Among the major changes in the president's proposal:

  • It removes the $100 million in Medicaid funding that Sen. Ben Nelson (D-Neb.) had secured for his home state of Nebraska -- funding that, after intense criticism, even Nelson now wants removed.

  • It adopts the House's more generous measures to help individuals purchase insurance, and adopts the Senate's approach when it comes to penalizing individuals who don't buy insurance -- basing the penalty on a reduced flat dollar assessment or percentage of income, and including a "hardship" exemption for families who simply cannot pay the fine. (This paragraph has been corrected.)
  • It closes the Medicare prescription drug "donut hole" coverage gap by 2010 -- choosing the House's language rather than the Senate's (which would provide a 50 percent discount for only certain drugs in the hole). How this conforms to the deal that the White House cut with the pharmaceutical industry at the beginning of the health care reform process is unclear.
  • It adopts the Senate's model for health insurance exchanges (virtual marketplaces for consumers to compare and buy coverage) making them state-based as opposed to national. One plugged-in activist told the Huffington Post that this could be because it would be impossible to pass national exchanges into law using the Senate's simple-majority reconciliation process.
  • It adopts the Senate's abortion provisions, which are more moderate than the aggressively anti-choice measures adopted in the House.
  • It uses the Senate's revenue provisions, though it goes a long way toward pacifying those concerned about the so-called "Cadillac tax". The threshold at which health care plans would be hit by that tax would be raised from $23,000 for a family plan to $27,500. And the provisions would not kick in at all until 2018.
  • It includes a new wrinkle: establishing a national health insurance authority that would help states combat insurers that institute unreasonable premium increases. Sen. Dianne Feinstein (D-Calif.) introduced this same proposal last week.
  • Finally, despite a late-stage push for the White House to include a public option for insurance coverage in the final bill, the president's proposal does not include any element of government-run insurance.
  • "There is not a public option in here," said Pfeiffer, before insisting that the president does support the provision.

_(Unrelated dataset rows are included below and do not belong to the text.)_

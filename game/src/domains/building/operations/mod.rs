mod place_structure;
mod upgrade_structure;
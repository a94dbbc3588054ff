//! The persistent document store.
//!
//! A single SQLite table maps a document's absolute path to its normalized
//! content plus bookkeeping timestamps. Upserts are staleness-gated so
//! indexing is idempotent; substring queries run against a [`Predicate`]
//! tree translated once into parameterized SQL.

use anyhow::Result;
use chrono::Utc;
use sqlx::sqlite::{SqliteConnectOptions, SqlitePoolOptions};
use sqlx::{Row, SqliteConnection, SqlitePool};
use std::path::Path;
use std::str::FromStr;

use crate::models::{IndexedDocument, UpsertOutcome};

/// Substring predicate over the `content` column.
///
/// Built by the query layer from the raw query string; `Literal` holds the
/// bare substring (the `%` wildcards are added during translation, and the
/// value is always bound, never interpolated).
#[derive(Debug, Clone, PartialEq, Eq)]
pub enum Predicate {
    Literal(String),
    All(Vec<Predicate>),
    Any(Vec<Predicate>),
}

impl Predicate {
    /// Translates the tree into a WHERE clause plus its bind parameters.
    pub fn to_sql(&self) -> (String, Vec<String>) {
        let mut clause = String::new();
        let mut params = Vec::new();
        self.write_sql(&mut clause, &mut params);
        (clause, params)
    }

    fn write_sql(&self, out: &mut String, params: &mut Vec<String>) {
        match self {
            Predicate::Literal(s) => {
                out.push_str("content LIKE ?");
                params.push(format!("%{}%", s));
            }
            Predicate::All(children) => Self::write_group(out, params, children, " AND "),
            Predicate::Any(children) => Self::write_group(out, params, children, " OR "),
        }
    }

    fn write_group(out: &mut String, params: &mut Vec<String>, children: &[Predicate], sep: &str) {
        if children.is_empty() {
            // An empty group matches everything.
            out.push_str("1=1");
            return;
        }
        out.push('(');
        for (i, child) in children.iter().enumerate() {
            if i > 0 {
                out.push_str(sep);
            }
            child.write_sql(out, params);
        }
        out.push(')');
    }
}

#[derive(Clone)]
pub struct DocumentStore {
    pool: SqlitePool,
}

impl DocumentStore {
    /// Opens the store at `index_path`, creating file and schema if absent.
    pub async fn open(index_path: &Path) -> Result<Self> {
        let pool = connect(index_path).await?;
        migrate(&pool).await?;
        Ok(Self { pool })
    }

    pub fn pool(&self) -> &SqlitePool {
        &self.pool
    }

    /// Stored modification time for `path`, if a row exists. The indexer
    /// probes this before deciding whether extraction is needed at all.
    pub async fn last_modified_in(
        conn: &mut SqliteConnection,
        path: &str,
    ) -> Result<Option<i64>, sqlx::Error> {
        sqlx::query_scalar("SELECT last_modified FROM documents WHERE path = ?")
            .bind(path)
            .fetch_optional(&mut *conn)
            .await
    }

    /// Inserts a new row, updates an existing row whose stored
    /// `last_modified` is strictly older than `modified_at`, or does
    /// nothing. Safe to re-run; `created_at` is never touched on update.
    pub async fn upsert_if_stale_in(
        conn: &mut SqliteConnection,
        path: &str,
        content: &str,
        modified_at: i64,
    ) -> Result<UpsertOutcome, sqlx::Error> {
        let existing = Self::last_modified_in(conn, path).await?;
        let now = Utc::now().timestamp();

        match existing {
            None => {
                sqlx::query(
                    r#"
                    INSERT INTO documents (path, content, last_modified, created_at, updated_at)
                    VALUES (?, ?, ?, ?, ?)
                    "#,
                )
                .bind(path)
                .bind(content)
                .bind(modified_at)
                .bind(now)
                .bind(now)
                .execute(&mut *conn)
                .await?;
                Ok(UpsertOutcome::Inserted)
            }
            Some(stored) if stored < modified_at => {
                sqlx::query(
                    r#"
                    UPDATE documents
                    SET content = ?, last_modified = ?, updated_at = ?
                    WHERE path = ?
                    "#,
                )
                .bind(content)
                .bind(modified_at)
                .bind(now)
                .bind(path)
                .execute(&mut *conn)
                .await?;
                Ok(UpsertOutcome::Updated)
            }
            Some(_) => Ok(UpsertOutcome::Skipped),
        }
    }

    /// Pool-connection convenience for [`Self::upsert_if_stale_in`].
    pub async fn upsert_if_stale(
        &self,
        path: &str,
        content: &str,
        modified_at: i64,
    ) -> Result<UpsertOutcome, sqlx::Error> {
        let mut conn = self.pool.acquire().await?;
        Self::upsert_if_stale_in(&mut conn, path, content, modified_at).await
    }

    /// Returns every row whose content satisfies `predicate`, capped at
    /// `limit`, in storage order. No relevance ordering.
    pub async fn query_contains(
        &self,
        predicate: &Predicate,
        limit: i64,
    ) -> Result<Vec<IndexedDocument>, sqlx::Error> {
        let (clause, params) = predicate.to_sql();
        let sql = format!(
            "SELECT path, content, last_modified, created_at, updated_at \
             FROM documents WHERE {clause} LIMIT ?"
        );

        let mut query = sqlx::query(&sql);
        for param in &params {
            query = query.bind(param);
        }
        query = query.bind(limit);

        let rows = query.fetch_all(&self.pool).await?;
        Ok(rows.iter().map(row_to_document).collect())
    }

    pub async fn get(&self, path: &str) -> Result<Option<IndexedDocument>, sqlx::Error> {
        let row = sqlx::query(
            "SELECT path, content, last_modified, created_at, updated_at \
             FROM documents WHERE path = ?",
        )
        .bind(path)
        .fetch_optional(&self.pool)
        .await?;
        Ok(row.as_ref().map(row_to_document))
    }

    pub async fn count(&self) -> Result<i64, sqlx::Error> {
        sqlx::query_scalar("SELECT COUNT(*) FROM documents")
            .fetch_one(&self.pool)
            .await
    }
}

fn row_to_document(row: &sqlx::sqlite::SqliteRow) -> IndexedDocument {
    IndexedDocument {
        path: row.get("path"),
        content: row.get("content"),
        last_modified: row.get("last_modified"),
        created_at: row.get("created_at"),
        updated_at: row.get("updated_at"),
    }
}

/// Opens the index store file, creating it (and its parent directory) if
/// absent. WAL mode lets queries read concurrently while an indexing run's
/// write transaction is in progress.
async fn connect(db_path: &Path) -> Result<SqlitePool> {
    if let Some(parent) = db_path.parent() {
        std::fs::create_dir_all(parent)?;
    }

    let options = SqliteConnectOptions::from_str(&format!("sqlite:{}", db_path.display()))?
        .create_if_missing(true)
        .journal_mode(sqlx::sqlite::SqliteJournalMode::Wal);

    let pool = SqlitePoolOptions::new()
        .max_connections(5)
        .connect_with(options)
        .await?;

    Ok(pool)
}

async fn migrate(pool: &SqlitePool) -> Result<(), sqlx::Error> {
    sqlx::query(
        r#"
        CREATE TABLE IF NOT EXISTS documents (
            path TEXT PRIMARY KEY,
            content TEXT NOT NULL,
            last_modified INTEGER NOT NULL,
            created_at INTEGER NOT NULL,
            updated_at INTEGER NOT NULL
        )
        "#,
    )
    .execute(pool)
    .await?;

    sqlx::query("CREATE INDEX IF NOT EXISTS idx_documents_content ON documents(content)")
        .execute(pool)
        .await?;

    Ok(())
}

#[cfg(test)]
mod tests {
    use super::*;

    async fn open_store() -> (tempfile::TempDir, DocumentStore) {
        let tmp = tempfile::TempDir::new().unwrap();
        let store = DocumentStore::open(&tmp.path().join("docdex.sqlite"))
            .await
            .unwrap();
        (tmp, store)
    }

    #[test]
    fn literal_predicate_sql() {
        let (clause, params) = Predicate::Literal("foo".into()).to_sql();
        assert_eq!(clause, "content LIKE ?");
        assert_eq!(params, vec!["%foo%"]);
    }

    #[test]
    fn all_predicate_sql() {
        let pred = Predicate::All(vec![
            Predicate::Literal("alpha".into()),
            Predicate::Literal("beta".into()),
        ]);
        let (clause, params) = pred.to_sql();
        assert_eq!(clause, "(content LIKE ? AND content LIKE ?)");
        assert_eq!(params, vec!["%alpha%", "%beta%"]);
    }

    #[test]
    fn any_predicate_sql() {
        let pred = Predicate::Any(vec![
            Predicate::Literal("alpha".into()),
            Predicate::Literal("beta".into()),
        ]);
        let (clause, params) = pred.to_sql();
        assert_eq!(clause, "(content LIKE ? OR content LIKE ?)");
        assert_eq!(params, vec!["%alpha%", "%beta%"]);
    }

    #[tokio::test]
    async fn upsert_inserts_then_skips_then_updates() {
        let (_tmp, store) = open_store().await;

        let outcome = store.upsert_if_stale("/d/a.pdf", "first", 100).await.unwrap();
        assert_eq!(outcome, UpsertOutcome::Inserted);

        // Same modification time: no-op.
        let outcome = store.upsert_if_stale("/d/a.pdf", "ignored", 100).await.unwrap();
        assert_eq!(outcome, UpsertOutcome::Skipped);
        assert_eq!(store.get("/d/a.pdf").await.unwrap().unwrap().content, "first");

        // Older modification time: still a no-op.
        let outcome = store.upsert_if_stale("/d/a.pdf", "ignored", 50).await.unwrap();
        assert_eq!(outcome, UpsertOutcome::Skipped);

        // Strictly newer: content replaced.
        let outcome = store.upsert_if_stale("/d/a.pdf", "second", 200).await.unwrap();
        assert_eq!(outcome, UpsertOutcome::Updated);

        let doc = store.get("/d/a.pdf").await.unwrap().unwrap();
        assert_eq!(doc.content, "second");
        assert_eq!(doc.last_modified, 200);
        assert_eq!(store.count().await.unwrap(), 1);
    }

    #[tokio::test]
    async fn update_preserves_created_at() {
        let (_tmp, store) = open_store().await;
        store.upsert_if_stale("/d/a.pdf", "first", 100).await.unwrap();
        let before = store.get("/d/a.pdf").await.unwrap().unwrap();

        store.upsert_if_stale("/d/a.pdf", "second", 200).await.unwrap();
        let after = store.get("/d/a.pdf").await.unwrap().unwrap();
        assert_eq!(before.created_at, after.created_at);
    }

    #[tokio::test]
    async fn query_contains_all_and_any() {
        let (_tmp, store) = open_store().await;
        store.upsert_if_stale("/d/1.pdf", "alpha beta gamma", 1).await.unwrap();
        store.upsert_if_stale("/d/2.pdf", "alpha only here", 1).await.unwrap();
        store.upsert_if_stale("/d/3.pdf", "beta only here", 1).await.unwrap();

        let both = Predicate::All(vec![
            Predicate::Literal("alpha".into()),
            Predicate::Literal("beta".into()),
        ]);
        let rows = store.query_contains(&both, 1000).await.unwrap();
        assert_eq!(rows.len(), 1);
        assert_eq!(rows[0].path, "/d/1.pdf");

        let either = Predicate::Any(vec![
            Predicate::Literal("alpha".into()),
            Predicate::Literal("beta".into()),
        ]);
        let rows = store.query_contains(&either, 1000).await.unwrap();
        assert_eq!(rows.len(), 3);
    }

    #[tokio::test]
    async fn query_contains_respects_limit() {
        let (_tmp, store) = open_store().await;
        for i in 0..5 {
            store
                .upsert_if_stale(&format!("/d/{i}.pdf"), "needle here", 1)
                .await
                .unwrap();
        }
        let rows = store
            .query_contains(&Predicate::Literal("needle".into()), 3)
            .await
            .unwrap();
        assert_eq!(rows.len(), 3);
    }
}
//! Error kinds surfaced by the index and query layers.
//!
//! Each failure class is a distinct variant so callers can decide retry vs.
//! abort. Per-file extraction failures are not represented here: they are
//! recovered inside an indexing run (logged, file skipped) and never abort
//! it — see [`crate::extract::ExtractError`].

use std::path::PathBuf;

#[derive(Debug, thiserror::Error)]
pub enum EngineError {
    /// The source folder (or another precondition of the run) is
    /// inaccessible. Fatal for that run only.
    #[error("source folder inaccessible: {}", .path.display())]
    Setup { path: PathBuf },

    /// The query was rejected before reaching the store.
    #[error("invalid query: {0}")]
    InvalidQuery(String),

    /// The underlying store failed (disk full, permissions, corruption).
    #[error("storage error: {0}")]
    Store(#[from] sqlx::Error),
}
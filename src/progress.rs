//! Indexing progress observation.
//!
//! One [`IndexingProgress`] exists per indexing run. The indexing task
//! mutates it; any number of observers poll [`IndexingProgress::snapshot`]
//! (the CLI does so once per second) or block on the run handle's
//! [`wait`](crate::indexer::IndexRun::wait). The completion signal is set
//! exactly once per run and never reset; a fresh run gets fresh state.

use std::sync::atomic::{AtomicU64, Ordering};
use std::sync::{Arc, Mutex};
use tokio::sync::watch;

pub struct IndexingProgress {
    total: AtomicU64,
    current: AtomicU64,
    status: Mutex<String>,
    done: watch::Sender<bool>,
}

/// A point-in-time copy of the run state.
#[derive(Debug, Clone)]
pub struct ProgressSnapshot {
    pub total: u64,
    pub current: u64,
    pub status: String,
    pub complete: bool,
}

impl IndexingProgress {
    pub fn new() -> Arc<Self> {
        let (done, _) = watch::channel(false);
        Arc::new(Self {
            total: AtomicU64::new(0),
            current: AtomicU64::new(0),
            status: Mutex::new("preparing index run...".to_string()),
            done,
        })
    }

    pub fn set_total(&self, total: u64) {
        self.total.store(total, Ordering::Relaxed);
    }

    /// Increments the processed-file counter. Called before each file is
    /// handled, so `current` counts attempts, not successes.
    pub fn advance(&self) {
        self.current.fetch_add(1, Ordering::Relaxed);
    }

    pub fn set_status(&self, status: impl Into<String>) {
        *self.status.lock().unwrap() = status.into();
    }

    /// Fires the completion signal. Called once, as the last act of a run.
    pub fn complete(&self) {
        let _ = self.done.send_replace(true);
    }

    pub fn subscribe(&self) -> watch::Receiver<bool> {
        self.done.subscribe()
    }

    pub fn snapshot(&self) -> ProgressSnapshot {
        ProgressSnapshot {
            total: self.total.load(Ordering::Relaxed),
            current: self.current.load(Ordering::Relaxed),
            status: self.status.lock().unwrap().clone(),
            complete: *self.done.subscribe().borrow(),
        }
    }
}
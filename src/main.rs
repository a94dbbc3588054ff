//! # docdex CLI
//!
//! ```bash
//! docdex --config ./config/docdex.toml index
//! docdex --config ./config/docdex.toml search "terminal block" --exact
//! ```
//!
//! `index` runs one full indexing pass over the configured folder, showing
//! progress on stderr once per second. `search` queries the index:
//! space-separated keywords are ANDed, `alpha OR beta` is a union, and
//! `--exact` treats the whole query as one literal phrase.

use anyhow::Result;
use clap::{Parser, Subcommand};
use std::path::PathBuf;
use std::sync::Arc;
use std::time::{Duration, Instant};
use tracing_subscriber::EnvFilter;

use docdex::config;
use docdex::extract::PdfExtractor;
use docdex::indexer;
use docdex::query::SearchEngine;
use docdex::store::DocumentStore;

/// docdex — full-text index and search for PDF folder trees.
#[derive(Parser)]
#[command(
    name = "docdex",
    about = "Full-text index and search for PDF folder trees",
    version
)]
struct Cli {
    /// Path to configuration file (TOML).
    #[arg(long, global = true, default_value = "./config/docdex.toml")]
    config: PathBuf,

    #[command(subcommand)]
    command: Commands,
}

#[derive(Subcommand)]
enum Commands {
    /// Run one indexing pass over the configured source folder.
    ///
    /// Creates the index store on first run. Incremental: only new files
    /// and files modified since the last pass are re-extracted. Existing
    /// entries remain searchable while the pass runs.
    Index,

    /// Search the index.
    ///
    /// Keywords separated by spaces must all match (AND). `alpha OR beta`
    /// matches either. With --exact the whole query is one literal
    /// substring; a single word is padded with spaces so it only matches
    /// as a standalone word.
    Search {
        /// The query string.
        query: String,

        /// Match the query as one literal substring.
        #[arg(long)]
        exact: bool,

        /// Include documents in subfolders of the source folder.
        #[arg(long)]
        subfolders: bool,
    },
}

#[tokio::main]
async fn main() -> Result<()> {
    tracing_subscriber::fmt()
        .with_env_filter(EnvFilter::try_from_default_env().unwrap_or_else(|_| EnvFilter::new("info")))
        .with_writer(std::io::stderr)
        .init();

    let cli = Cli::parse();
    let cfg = config::load_config(&cli.config)?;

    match cli.command {
        Commands::Index => {
            let store = DocumentStore::open(&cfg.index.path).await?;
            let mut run = indexer::spawn(store, cfg, Arc::new(PdfExtractor));

            let mut ticker = tokio::time::interval(Duration::from_secs(1));
            ticker.tick().await;
            while !run.is_complete() {
                ticker.tick().await;
                let snap = run.progress();
                if snap.complete {
                    break;
                }
                if snap.total > 0 {
                    eprintln!("{} ({}/{})", snap.status, snap.current, snap.total);
                } else {
                    eprintln!("{}", snap.status);
                }
            }
            run.wait().await;
            println!("{}", run.progress().status);
        }
        Commands::Search {
            query,
            exact,
            subfolders,
        } => {
            let store = DocumentStore::open(&cfg.index.path).await?;
            let engine = SearchEngine::new(store, cfg);

            // Exact-mode single words are padded so the literal only
            // matches as a standalone word, not inside a longer one.
            // Multi-word exact queries pass through unpadded.
            let query = if exact {
                let words: Vec<&str> = query.split_whitespace().collect();
                if words.len() == 1 {
                    format!(" {} ", words[0])
                } else {
                    query
                }
            } else {
                query
            };

            let started = Instant::now();
            let hits = engine.search(&query, exact, subfolders).await?;
            let elapsed = started.elapsed();

            if hits.is_empty() {
                println!("No results.");
                return Ok(());
            }

            println!("{} results ({:.2}s)", hits.len(), elapsed.as_secs_f64());
            println!();
            for (i, hit) in hits.iter().enumerate() {
                println!("{}. {}", i + 1, hit.file_name);
                println!("    path: {}", hit.path);
                println!("    modified: {}", hit.last_modified);
                println!("    context: \"{}\"", hit.context.replace('\n', " "));
                println!();
            }
        }
    }

    Ok(())
}
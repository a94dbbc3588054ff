//! Core data types shared across the index and query layers.

/// A document row as persisted in the index store.
///
/// One record per absolute file path. `content` is normalized text (see
/// [`crate::normalize`]); rows for files that have since been deleted persist
/// until manually purged.
#[derive(Debug, Clone)]
pub struct IndexedDocument {
    pub path: String,
    pub content: String,
    /// Source file modification time, epoch seconds.
    pub last_modified: i64,
    pub created_at: i64,
    pub updated_at: i64,
}

/// What `upsert_if_stale` did with a row.
#[derive(Debug, Clone, Copy, PartialEq, Eq)]
pub enum UpsertOutcome {
    Inserted,
    Updated,
    /// The stored row was at least as new as the file; nothing changed.
    Skipped,
}

/// A single search result.
#[derive(Debug, Clone, PartialEq, Eq)]
pub struct SearchHit {
    pub path: String,
    pub file_name: String,
    /// Bounded excerpt of content around the match.
    pub context: String,
    /// Formatted `YYYY-MM-DD HH:MM:SS`, local time.
    pub last_modified: String,
}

    READ THE FULL PROPOSAL

    With the health care summit scheduled for this Thursday, the White House is hoping that this foundation will get even a sliver of support from the Republican caucus. But aides aren't holding their breath. Calling for an up-or-down vote on the bill, Pfeiffer nevertheless declined to surrender the idea that Democrats would pass the legislation in the Senate using reconciliation -- the parliamentary process that precludes filibusters.

    "This package is designed to help us [use reconciliation] if the Republican Party decides to filibuster health care reform," said Pfeiffer. "That was certainly a factor that went in to how we put this proposal together."

    Obama's proposal is designed to fill the role traditionally played by House and Senate negotiators in conference committee -- bringing together disparate factions around one cohesive reform package. White House aides said that they consulted and worked with members of Congress when drafting their approach. Whether they have the necessary support of the Democratic Caucus to get it passed, however, is still very much an open question.

    "The proposal we are putting on line is informed by our discussions with the House and the Senate leadership," Pfeiffer said. "But it is the president's proposal."